The next couple of weeks were equally difficult; I felt like someone around me had died. It was a lot more of being hurt than pain. I locked myself indoors and didn't want to see or speak with anyone. After about 2weeks I had to get myself together and I took the first steps to recovery.
I prayed--I know this seems like patronizing action; but I had nowhere else to go. Friends will listen to the details of the break-up but it will change nothing. God will listen and give you peace. Praying helped me a great deal because I could tell God exactly how I felt and won't get 'a look' for it. Also while praying I could cry and get a lot off my chest.
Closure--I needed to speak with my 'new ex'. I needed to hear him out and needed him to listen to me. This part was hard for me; because all I could think of was how much I loved him and how I could have avoided the break-up. But it had to be done. Having closure made me know where I had gone wrong and though it didn't make me feel better immediately it contributed to my long term recovery.
Love Walk--I re-charted my love walk with God. You know how one person becomes the center of your life, I had to make God that one person; I retraced my steps. That helped me realize that I had to start by loving God, there's no way to love someone if you don't love God. Walking with and Loving God has made me more open to possibilities.
Acknowledging Self Worth--the break-up left me with a feeling of inadequacy; I thought badly of myself. While recovering I wrote down all the things I was and what I wasn't I went through my list every morning before leaving for work. One of those phrases was;
"I am beautiful, smart and intelligent. I have the world before me. Any man would be lucky to have me in his life"
Phrases such as these helped put a spring in my step.
Taking care of myself/body-- I must admit that when I broke down I really really myself go. I was on a constant junk diet--I ate on potato chips, french fries and peanut butter with lots of soda, needless to say I gained a few pounds and had breakouts on my face. I also had a mild fever and I threw up constantly (yeah--I was a real mess). My first step was to get rid of the junk food and I started jogging and exercising. I did everything I could to burn off the fat and even went on a vegetarian diet for a while. After 2 weeks I felt brand new.

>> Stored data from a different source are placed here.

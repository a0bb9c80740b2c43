use anyhow::Result;

use chainfold_engine::orchestrator;
use chainfold_engine::result::PipelineResult;
use chainfold_engine::ProcessRunner;

use super::ChainArgs;

/// Execute the `run` command: resolve config and fold the series.
pub async fn execute(args: &ChainArgs) -> Result<()> {
    let config = args.resolve()?;

    tracing::info!(
        series = config.series.name,
        length = ?config.series.length,
        k = config.k,
        challenge = %config.challenge,
        "Pipeline validated"
    );

    let runner = ProcessRunner::with_timeout(config.tool_timeout());
    let result = orchestrator::run_pipeline(&config, &runner).await?;

    print_summary(&result);
    Ok(())
}

pub(crate) fn print_summary(result: &PipelineResult) {
    println!("Series '{}' folded successfully.", result.series);
    println!("  Segments:        {}", result.segments);
    println!("  Final batch:     {}", result.final_batch);
    println!("  Commit file:     {}", result.final_commit.display());
    println!("  Load info:       {}", result.final_loadinfo.display());
    println!("  Duration:        {:.2}s", result.duration_secs);
    let verify_secs = result.time_in("verify-initial") + result.time_in("verify");
    println!("    Verify:        {verify_secs:.3}s");
    println!("    Fold:          {:.3}s", result.time_in("fold"));
    println!("    Compose:       {:.3}s", result.time_in("compose"));
    println!("    Retire:        {:.3}s", result.time_in("retire"));
    println!("  Files removed:   {}", result.artifacts_deleted());
    if result.retention_failures() > 0 {
        println!("  Files kept (removal failed): {}", result.retention_failures());
        for record in result.retention.iter().flat_map(|r| r.failures()) {
            println!("    {}", record.path.display());
        }
    }

    // Machine-readable summary for scripts
    let json = serde_json::json!({
        "series": result.series,
        "segments": result.segments,
        "final_batch": result.final_batch.as_str(),
        "final_commit": result.final_commit.display().to_string(),
        "final_loadinfo": result.final_loadinfo.display().to_string(),
        "duration_secs": result.duration_secs,
        "fold_secs": result.time_in("fold"),
        "verify_secs": verify_secs,
        "artifacts_deleted": result.artifacts_deleted(),
        "retention_failures": result.retention_failures(),
    });
    println!("@@CHAIN_JSON@@{json}");
}
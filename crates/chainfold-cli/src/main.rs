mod commands;
mod logging;

use std::path::PathBuf;

use clap::{Parser, Subcommand};

use commands::ChainArgs;

#[derive(Parser)]
#[command(
    name = "chainfold",
    version,
    about = "Fold a series of segment proofs into one chained commitment"
)]
struct Cli {
    #[command(subcommand)]
    command: Commands,

    /// Log level (error, warn, info, debug, trace)
    #[arg(long, default_value = "info", global = true)]
    log_level: String,
}

#[derive(Subcommand)]
enum Commands {
    /// Fold existing segment proofs into a chain
    Run {
        #[command(flatten)]
        chain: ChainArgs,
    },
    /// Generate segment proofs with the prover, then fold them
    Prove {
        #[command(flatten)]
        chain: ChainArgs,
        /// Guest wasm image to prove
        #[arg(long)]
        wasm: Option<PathBuf>,
        /// Public inputs, e.g. `25:i64`
        #[arg(long, num_args = 1..)]
        public: Vec<String>,
        /// Reuse existing circuit parameters instead of running setup
        #[arg(long)]
        no_setup: bool,
    },
    /// Print every step and command line without running anything
    Plan {
        #[command(flatten)]
        chain: ChainArgs,
    },
}

#[tokio::main]
async fn main() -> anyhow::Result<()> {
    let cli = Cli::parse();

    logging::init(&cli.log_level);

    match cli.command {
        Commands::Run { chain } => commands::run::execute(&chain).await,
        Commands::Prove {
            chain,
            wasm,
            public,
            no_setup,
        } => commands::prove::execute(&chain, wasm, public, no_setup).await,
        Commands::Plan { chain } => commands::plan::execute(&chain),
    }
}
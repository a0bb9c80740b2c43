//! Pipeline execution result types.

use std::path::PathBuf;

use chainfold_types::naming::BatchId;

use crate::orchestrator::PipelineStep;
use crate::retention::RetentionReport;

/// Timing of one executed step.
#[derive(Debug, Clone)]
pub struct StepTiming {
    pub step: PipelineStep,
    pub duration_secs: f64,
}

/// Result of a completed folding run.
#[derive(Debug, Clone)]
pub struct PipelineResult {
    pub series: String,
    pub segments: u64,
    /// The last batch of the chain; its commit file is the series proof.
    pub final_batch: BatchId,
    pub final_commit: PathBuf,
    pub final_loadinfo: PathBuf,
    pub retention: Vec<RetentionReport>,
    pub steps: Vec<StepTiming>,
    pub duration_secs: f64,
}

impl PipelineResult {
    /// Total artifact files deleted across all retention passes.
    #[must_use]
    pub fn artifacts_deleted(&self) -> usize {
        self.retention.iter().map(RetentionReport::deleted).sum()
    }

    /// Total files that could not be deleted.
    #[must_use]
    pub fn retention_failures(&self) -> usize {
        self.retention.iter().map(|r| r.failures().count()).sum()
    }

    /// Seconds spent in steps of the given label.
    #[must_use]
    pub fn time_in(&self, label: &str) -> f64 {
        self.steps
            .iter()
            .filter(|t| t.step.label() == label)
            .fold(0.0, |acc, t| acc + t.duration_secs)
    }
}

/// Result of `setup` + `prove` followed by folding.
#[derive(Debug, Clone)]
pub struct ProveOutcome {
    pub setup_secs: Option<f64>,
    pub prove_secs: f64,
    pub pipeline: PipelineResult,
}
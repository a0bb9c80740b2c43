use std::path::PathBuf;

use anyhow::Result;

use chainfold_engine::config::types::ProveConfig;
use chainfold_engine::orchestrator;
use chainfold_engine::ProcessRunner;

use super::ChainArgs;

/// Execute the `prove` command: setup and prove the guest, then fold the
/// segments it produced.
///
/// `--wasm` replaces the config file's `prove` section; `--public` and
/// `--no-setup` adjust whichever section ends up in effect.
pub async fn execute(
    args: &ChainArgs,
    wasm: Option<PathBuf>,
    public: Vec<String>,
    no_setup: bool,
) -> Result<()> {
    let config = args.resolve_with(|config| {
        if let Some(wasm) = wasm {
            config.prove = Some(ProveConfig {
                wasm,
                public: Vec::new(),
                setup: true,
            });
        }
        if let Some(prove) = config.prove.as_mut() {
            if !public.is_empty() {
                prove.public = public;
            }
            if no_setup {
                prove.setup = false;
            }
        }
    })?;

    let runner = ProcessRunner::with_timeout(config.tool_timeout());
    let outcome = orchestrator::prove_and_run(&config, &runner).await?;

    if let Some(secs) = outcome.setup_secs {
        println!("Setup completed in {secs:.2}s.");
    }
    println!("Prove completed in {:.2}s.", outcome.prove_secs);
    super::run::print_summary(&outcome.pipeline);
    Ok(())
}
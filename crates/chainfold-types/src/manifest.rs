//! The prover's load-info manifest (`<output>/<name>.loadinfo.json`).
//!
//! The driver only reads it to learn how many segments a series has and
//! where they live. Fields the fold tool adds beyond these are ignored.

use std::path::{Path, PathBuf};

use serde::{Deserialize, Serialize};

/// Errors raised while loading a manifest.
#[derive(Debug, thiserror::Error)]
pub enum ManifestError {
    #[error("manifest {} not found", .path.display())]
    Missing { path: PathBuf },

    #[error("failed to read manifest {}: {source}", .path.display())]
    Io {
        path: PathBuf,
        #[source]
        source: std::io::Error,
    },

    #[error("malformed manifest {}: {source}", .path.display())]
    Malformed {
        path: PathBuf,
        #[source]
        source: serde_json::Error,
    },

    #[error("manifest {} lists no proof segments", .path.display())]
    Empty { path: PathBuf },
}

/// One proof segment's artifact file names, relative to the output dir.
#[derive(Debug, Clone, PartialEq, Eq, Serialize, Deserialize)]
pub struct ProofPieceInfo {
    pub circuit: String,
    #[serde(default)]
    pub instance_size: u32,
    pub instance: String,
    pub transcript: String,
    #[serde(default, skip_serializing_if = "Option::is_none")]
    pub witness: Option<String>,
}

/// A load-info manifest.
#[derive(Debug, Clone, PartialEq, Eq, Serialize, Deserialize)]
pub struct ProofLoadInfo {
    pub name: String,
    #[serde(default, skip_serializing_if = "Option::is_none")]
    pub k: Option<u32>,
    #[serde(default, skip_serializing_if = "Option::is_none")]
    pub hashtype: Option<String>,
    pub proofs: Vec<ProofPieceInfo>,
}

impl ProofLoadInfo {
    /// Number of segments in the series.
    #[must_use]
    pub fn len(&self) -> u64 {
        self.proofs.len() as u64
    }

    #[must_use]
    pub fn is_empty(&self) -> bool {
        self.proofs.is_empty()
    }

    /// Load and validate a manifest. A manifest with no proofs is rejected.
    ///
    /// # Errors
    ///
    /// Returns [`ManifestError`] if the file is missing, unreadable,
    /// malformed, or empty.
    pub fn load(path: &Path) -> Result<Self, ManifestError> {
        let content = std::fs::read_to_string(path).map_err(|source| {
            if source.kind() == std::io::ErrorKind::NotFound {
                ManifestError::Missing {
                    path: path.to_path_buf(),
                }
            } else {
                ManifestError::Io {
                    path: path.to_path_buf(),
                    source,
                }
            }
        })?;
        let info: Self =
            serde_json::from_str(&content).map_err(|source| ManifestError::Malformed {
                path: path.to_path_buf(),
                source,
            })?;
        if info.is_empty() {
            return Err(ManifestError::Empty {
                path: path.to_path_buf(),
            });
        }
        Ok(info)
    }
}

#[cfg(test)]
mod tests {
    use super::*;

    const SAMPLE: &str = r#"{
        "name": "proof",
        "k": 22,
        "hashtype": "Poseidon",
        "proofs": [
            {"circuit": "proof.circuit.data", "instance_size": 2,
             "instance": "proof.0.instance.data", "transcript": "proof.0.transcripts.data",
             "witness": "proof.0.witness.data"},
            {"circuit": "proof.circuit.data", "instance_size": 2,
             "instance": "proof.1.instance.data", "transcript": "proof.1.transcripts.data"}
        ],
        "param_dir": "params"
    }"#;

    #[test]
    fn load_counts_segments() {
        let dir = tempfile::tempdir().unwrap();
        let path = dir.path().join("proof.loadinfo.json");
        std::fs::write(&path, SAMPLE).unwrap();
        let info = ProofLoadInfo::load(&path).unwrap();
        assert_eq!(info.name, "proof");
        assert_eq!(info.len(), 2);
        assert_eq!(info.k, Some(22));
        assert_eq!(info.proofs[1].witness, None);
    }

    #[test]
    fn missing_file() {
        let err = ProofLoadInfo::load(Path::new("/nonexistent/proof.loadinfo.json")).unwrap_err();
        assert!(matches!(err, ManifestError::Missing { .. }));
    }

    #[test]
    fn malformed_file() {
        let dir = tempfile::tempdir().unwrap();
        let path = dir.path().join("proof.loadinfo.json");
        std::fs::write(&path, r#"{"name": "proof"}"#).unwrap();
        let err = ProofLoadInfo::load(&path).unwrap_err();
        assert!(matches!(err, ManifestError::Malformed { .. }));
        assert!(err.to_string().contains("proof.loadinfo.json"));
    }

    #[test]
    fn empty_manifest_rejected() {
        let dir = tempfile::tempdir().unwrap();
        let path = dir.path().join("proof.loadinfo.json");
        std::fs::write(&path, r#"{"name": "proof", "proofs": []}"#).unwrap();
        let err = ProofLoadInfo::load(&path).unwrap_err();
        assert!(matches!(err, ManifestError::Empty { .. }));
    }
}
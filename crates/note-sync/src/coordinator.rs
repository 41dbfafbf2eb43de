//! PersistenceCoordinator: debounced saving of one editing session's draft.
//!
//! State machine: `idle -> unsaved -> saving -> {saved | error}`.
//!
//! - Local changes (already filtered by origin) call [`PersistenceCoordinator::mark_dirty`],
//!   which (re)arms a quiet-period timer. Only the trailing edit flushes.
//! - At most one save runs at a time. The timer path skips instead of
//!   queueing when a save is in flight; the in-flight save re-arms the timer
//!   on completion if the content moved on while it was running.
//! - The first non-empty flush creates the draft and adopts its id; later
//!   flushes update it. The create crosses an await, so the in-flight guard
//!   is what prevents a second create.
//! - Finalizing ("save & start new") and closing bump a generation counter.
//!   A save that completes under an older generation never adopts its id.

use crate::context::NoteContext;
use crate::events::{EventBus, SessionEvent};
use crate::lifecycle::{LifecycleError, NoteLifecycle};
use crate::store::{NoteId, NoteStore, PersistedNote, UserId};
use chrono::NaiveDate;
use serde::{Deserialize, Serialize};
use std::sync::{Arc, Mutex, MutexGuard, Weak};
use std::time::Duration;
use tokio::task::JoinHandle;
use tracing::{debug, error, info};

pub type Result<T> = std::result::Result<T, LifecycleError>;

/// Save status of one editing session.
#[derive(Debug, Clone, Copy, PartialEq, Eq, Default, Serialize, Deserialize)]
#[serde(rename_all = "lowercase")]
pub enum SaveStatus {
    #[default]
    Idle,
    Unsaved,
    Saving,
    Saved,
    Error,
}

/// Why a flush did not write.
#[derive(Debug, Clone, Copy, PartialEq, Eq)]
pub enum SkipReason {
    /// Another save is running (timer path only)
    InFlight,
    /// No draft yet and the content is blank
    NothingToSave,
    /// Trimmed content and meeting date match the last save
    Unchanged,
    /// The coordinator was closed
    Closed,
}

#[derive(Debug, Clone, Copy, PartialEq, Eq)]
pub enum FlushOutcome {
    Created(NoteId),
    Updated(NoteId),
    Skipped(SkipReason),
}

#[derive(Default)]
struct State {
    content: String,
    meeting_date: Option<NaiveDate>,
    draft_id: Option<NoteId>,
    /// Trimmed content of the last successful save
    last_saved: Option<String>,
    last_saved_date: Option<NaiveDate>,
    status: SaveStatus,
    timer: Option<JoinHandle<()>>,
    timer_seq: u64,
    generation: u64,
    closed: bool,
}

impl State {
    /// Returns the new status if it changed, for publishing after unlock.
    fn set_status(&mut self, status: SaveStatus) -> Option<SaveStatus> {
        (self.status != status).then(|| {
            self.status = status;
            status
        })
    }

    fn cancel_timer(&mut self) {
        self.timer_seq += 1;
        if let Some(timer) = self.timer.take() {
            timer.abort();
        }
    }

    fn nothing_to_save(&self) -> bool {
        self.draft_id.is_none() && self.content.trim().is_empty()
    }

    fn unchanged(&self) -> bool {
        self.last_saved.as_deref() == Some(self.content.trim())
            && self.last_saved_date == self.meeting_date
    }
}

struct Inner<S> {
    ctx: NoteContext,
    author: UserId,
    lifecycle: NoteLifecycle<S>,
    debounce: Duration,
    state: Mutex<State>,
    in_flight: tokio::sync::Mutex<()>,
    events: Arc<EventBus>,
}

impl<S> Inner<S> {
    fn lock(&self) -> MutexGuard<'_, State> {
        self.state.lock().unwrap_or_else(|e| e.into_inner())
    }

    fn publish(&self, status: Option<SaveStatus>) {
        if let Some(status) = status {
            self.events.emit(SessionEvent::StatusChanged { status });
        }
    }
}

/// Owns the save cycle for one (context, session) pair.
pub struct PersistenceCoordinator<S> {
    inner: Arc<Inner<S>>,
}

impl<S> Clone for PersistenceCoordinator<S> {
    fn clone(&self) -> Self {
        Self {
            inner: Arc::clone(&self.inner),
        }
    }
}

impl<S: NoteStore + 'static> PersistenceCoordinator<S> {
    pub fn new(
        ctx: NoteContext,
        author: UserId,
        lifecycle: NoteLifecycle<S>,
        debounce: Duration,
        events: Arc<EventBus>,
    ) -> Self {
        Self {
            inner: Arc::new(Inner {
                ctx,
                author,
                lifecycle,
                debounce,
                state: Mutex::new(State::default()),
                in_flight: tokio::sync::Mutex::new(()),
                events,
            }),
        }
    }

    pub fn status(&self) -> SaveStatus {
        self.inner.lock().status
    }

    /// Id of the draft this session writes to, if one exists yet.
    pub fn draft_id(&self) -> Option<NoteId> {
        self.inner.lock().draft_id
    }

    pub fn content(&self) -> String {
        self.inner.lock().content.clone()
    }

    pub fn meeting_date(&self) -> Option<NaiveDate> {
        self.inner.lock().meeting_date
    }

    /// Resume editing an existing note: map its id and treat its content as saved.
    pub fn adopt(&self, note: &PersistedNote) {
        let mut st = self.inner.lock();
        st.draft_id = Some(note.id);
        st.content = note.content.clone();
        st.meeting_date = note.meeting_date;
        st.last_saved = Some(note.content.trim().to_string());
        st.last_saved_date = note.meeting_date;
        debug!("Adopted draft {} for {}", note.id, self.inner.ctx);
    }

    /// Record a local content change and (re)arm the debounce timer.
    pub fn mark_dirty(&self, content: String) {
        self.touch(|st| st.content = content);
    }

    /// Change the meeting date. Counts as a local change.
    pub fn set_meeting_date(&self, date: Option<NaiveDate>) {
        self.touch(|st| st.meeting_date = date);
    }

    fn touch(&self, change: impl FnOnce(&mut State)) {
        let status = {
            let mut st = self.inner.lock();
            if st.closed {
                return;
            }
            change(&mut *st);
            if st.nothing_to_save() {
                st.cancel_timer();
                st.set_status(SaveStatus::Idle)
            } else {
                self.arm_timer(&mut *st);
                st.set_status(SaveStatus::Unsaved)
            }
        };
        self.inner.publish(status);
    }

    fn arm_timer(&self, st: &mut State) {
        st.cancel_timer();
        let seq = st.timer_seq;
        let debounce = self.inner.debounce;
        let weak: Weak<Inner<S>> = Arc::downgrade(&self.inner);

        st.timer = Some(tokio::spawn(async move {
            tokio::time::sleep(debounce).await;
            let Some(inner) = weak.upgrade() else {
                return;
            };
            {
                let mut st = inner.lock();
                if st.timer_seq != seq {
                    return;
                }
                // Detach so a later mark_dirty cannot abort this flush midway
                st.timer = None;
            }
            let coordinator = PersistenceCoordinator { inner };
            if let Err(e) = coordinator.request_flush().await {
                debug!("Debounced flush failed: {}", e);
            }
        }));
    }

    /// Timer-driven flush. Skips if a save is already in flight.
    pub async fn request_flush(&self) -> Result<FlushOutcome> {
        let Ok(guard) = self.inner.in_flight.try_lock() else {
            debug!("Save in flight for {}, skipping", self.inner.ctx);
            return Ok(FlushOutcome::Skipped(SkipReason::InFlight));
        };
        self.flush_locked(&guard).await
    }

    /// Forced flush. Waits for an in-flight save, then flushes.
    pub async fn flush_now(&self) -> Result<FlushOutcome> {
        let guard = self.inner.in_flight.lock().await;
        self.inner.lock().cancel_timer();
        self.flush_locked(&guard).await
    }

    async fn flush_locked(&self, _guard: &tokio::sync::MutexGuard<'_, ()>) -> Result<FlushOutcome> {
        let inner = &self.inner;
        let (content, meeting_date, draft_id, generation) = {
            let mut st = inner.lock();
            if st.closed {
                return Ok(FlushOutcome::Skipped(SkipReason::Closed));
            }
            if st.nothing_to_save() {
                let status = st.set_status(SaveStatus::Idle);
                drop(st);
                inner.publish(status);
                debug!("Nothing to save for {}", inner.ctx);
                return Ok(FlushOutcome::Skipped(SkipReason::NothingToSave));
            }
            if st.unchanged() {
                let status = st.set_status(SaveStatus::Saved);
                drop(st);
                inner.publish(status);
                debug!("Content unchanged for {}, skipping", inner.ctx);
                return Ok(FlushOutcome::Skipped(SkipReason::Unchanged));
            }
            let status = st.set_status(SaveStatus::Saving);
            let snapshot = (st.content.clone(), st.meeting_date, st.draft_id, st.generation);
            drop(st);
            inner.publish(status);
            snapshot
        };

        let result = match draft_id {
            Some(id) => {
                inner
                    .lifecycle
                    .update(&inner.ctx, id, &inner.author, &content, meeting_date)
                    .await
            }
            None => {
                inner
                    .lifecycle
                    .create(&inner.ctx, &inner.author, &content, meeting_date)
                    .await
            }
        };

        let mut st = inner.lock();
        if st.generation != generation {
            // Finalized or closed while saving: the row stays as history
            debug!("Discarding result of a save from an earlier draft of {}", inner.ctx);
            return result.map(|note| match draft_id {
                Some(_) => FlushOutcome::Updated(note.id),
                None => FlushOutcome::Created(note.id),
            });
        }

        match result {
            Ok(note) => {
                let outcome = match draft_id {
                    Some(id) => FlushOutcome::Updated(id),
                    None => {
                        st.draft_id = Some(note.id);
                        info!("Draft {} created for {}", note.id, inner.ctx);
                        FlushOutcome::Created(note.id)
                    }
                };
                st.last_saved = Some(content.trim().to_string());
                st.last_saved_date = meeting_date;

                let status = if st.content != content || st.meeting_date != meeting_date {
                    // Edited while saving: next debounce cycle picks it up
                    self.arm_timer(&mut *st);
                    st.set_status(SaveStatus::Unsaved)
                } else {
                    st.set_status(SaveStatus::Saved)
                };
                drop(st);
                inner.publish(status);
                Ok(outcome)
            }
            Err(e) => {
                // Content stays dirty. An edit made during the failed save
                // had its own timer skipped, so retry on its behalf
                if st.content != content || st.meeting_date != meeting_date {
                    self.arm_timer(&mut *st);
                }
                let status = st.set_status(SaveStatus::Error);
                drop(st);
                inner.publish(status);
                error!("Failed to save note for {}: {}", inner.ctx, e);
                Err(e)
            }
        }
    }

    /// Flush pending content, then detach from the current draft.
    ///
    /// Returns the id of the finalized note, if there was one. If the final
    /// flush fails nothing is reset and the error is returned.
    pub async fn save_and_start_new(&self) -> Result<Option<NoteId>> {
        let guard = self.inner.in_flight.lock().await;
        self.inner.lock().cancel_timer();
        self.flush_locked(&guard).await?;

        let (finalized, status) = {
            let mut st = self.inner.lock();
            st.cancel_timer();
            let finalized = st.draft_id.take();
            st.last_saved = None;
            st.last_saved_date = None;
            st.content.clear();
            st.meeting_date = None;
            st.generation += 1;
            (finalized, st.set_status(SaveStatus::Idle))
        };
        self.inner.publish(status);

        if let Some(id) = finalized {
            info!("Finalized note {} for {}", id, self.inner.ctx);
        }
        Ok(finalized)
    }

    /// Stop all saving. Pending debounce is cancelled and any save still in
    /// flight will not adopt its result.
    pub fn close(&self) {
        let mut st = self.inner.lock();
        st.closed = true;
        st.generation += 1;
        st.cancel_timer();
    }
}
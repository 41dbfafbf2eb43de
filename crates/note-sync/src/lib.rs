//! note-sync: collaborative note editing with debounced persistence.
//!
//! This crate provides the core functionality for:
//! - Sharing one note buffer between participants of a room (Loro CRDT)
//! - Separating local edits from remote and initial-sync changes
//! - Debounced, single-flight saving of the local draft to a note store
//! - Cursor-preserving updates for the plain-text fallback editor
//! - RoomTransport and NoteStore trait abstractions

pub mod config;
pub mod context;
pub mod coordinator;
pub mod cursor;
pub mod document;
pub mod editor;
pub mod events;
pub mod fallback;
pub mod lifecycle;
pub mod origin;
pub mod participant_id;
pub mod presence;
pub mod protocol;
pub mod replication;
pub mod room;
pub mod session;
pub mod shell;
pub mod store;
pub mod transport;

pub use config::SyncConfig;
pub use context::{NoteContext, NoteKind, NoteTable, RoomId};
pub use coordinator::{FlushOutcome, PersistenceCoordinator, SaveStatus, SkipReason};
pub use cursor::{Selection, adjusted_cursor};
pub use document::SharedBuffer;
pub use editor::TextEditor;
pub use events::{EventBus, SessionEvent, Subscription};
pub use fallback::LocalBuffer;
pub use lifecycle::{DeleteError, LifecycleError, NoteLifecycle};
pub use origin::{OriginFilter, is_local_origin};
pub use participant_id::{ParticipantId, ParticipantIdError};
pub use presence::{Presence, PresencePatch};
pub use protocol::RoomMessage;
pub use replication::{InitError, Origin, ReplicaEvent, Replication, Transaction};
pub use room::Room;
pub use session::{EditingSession, NoteWorkspace, Participant, SessionDeps, SessionError};
pub use shell::ShellView;
pub use store::{InMemoryStore, NoteId, NoteStore, PersistedNote, StoreChange, StoreError, UserId};
pub use transport::{LocalRelay, RoomLink, RoomTransport, TransportError};
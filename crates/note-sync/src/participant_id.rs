//! ParticipantId: identifies one connection to a room.
//!
//! Wraps a u64 internally (it doubles as the Loro peer id of that
//! participant's replica) but displays as a 16-character hex string.

use serde::{Deserialize, Deserializer, Serialize, Serializer};
use std::fmt;
use std::num::NonZeroU64;
use std::str::FromStr;
use thiserror::Error;

const HEX_LEN: usize = 16;

#[derive(Debug, Error, PartialEq, Eq)]
pub enum ParticipantIdError {
    #[error("Participant ID must be 16 hex characters, got {0:?}")]
    InvalidFormat(String),
}

/// A unique identifier for one participant connection.
///
/// A user who opens the same note twice gets two participant ids.
///
/// # Examples
/// ```
/// use note_sync::ParticipantId;
///
/// let parsed: ParticipantId = "a1b2c3d4e5f67890".parse().unwrap();
/// assert_eq!(parsed.as_u64(), 0xa1b2c3d4e5f67890);
/// assert_eq!(parsed.to_string(), "a1b2c3d4e5f67890");
/// ```
#[derive(Debug, Clone, Copy, PartialEq, Eq, Hash, PartialOrd, Ord)]
pub struct ParticipantId(u64);

impl ParticipantId {
    /// Random non-zero id.
    pub fn generate() -> Self {
        let id = std::iter::repeat_with(rand::random::<u64>)
            .find_map(NonZeroU64::new)
            .map_or(1, NonZeroU64::get);
        Self(id)
    }

    pub fn as_u64(&self) -> u64 {
        self.0
    }
}

impl fmt::Display for ParticipantId {
    fn fmt(&self, f: &mut fmt::Formatter<'_>) -> fmt::Result {
        write!(f, "{:0width$x}", self.0, width = HEX_LEN)
    }
}

impl FromStr for ParticipantId {
    type Err = ParticipantIdError;

    fn from_str(s: &str) -> Result<Self, Self::Err> {
        let invalid = || ParticipantIdError::InvalidFormat(s.to_string());
        // from_str_radix alone would accept a leading '+'
        if s.len() != HEX_LEN || !s.bytes().all(|b| b.is_ascii_hexdigit()) {
            return Err(invalid());
        }
        u64::from_str_radix(s, 16).map(Self).map_err(|_| invalid())
    }
}

impl From<u64> for ParticipantId {
    fn from(id: u64) -> Self {
        Self(id)
    }
}

impl Serialize for ParticipantId {
    fn serialize<S: Serializer>(&self, serializer: S) -> Result<S::Ok, S::Error> {
        serializer.collect_str(self)
    }
}

impl<'de> Deserialize<'de> for ParticipantId {
    fn deserialize<D: Deserializer<'de>>(deserializer: D) -> Result<Self, D::Error> {
        let hex = <std::borrow::Cow<'de, str>>::deserialize(deserializer)?;
        hex.parse().map_err(serde::de::Error::custom)
    }
}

Not that I never though about (or see) my ex, he works in the building right next to my office, but I remind myself that its over between us--I have to get a move on. Being in the place of prayer also helped me find peace; made m realize that God has a plan for me and His plan is always the perfect plan and that He will never allow a temptation beyond that which I can bear.
I hope this helps those that are going through similar situations.
Wish me luck!!!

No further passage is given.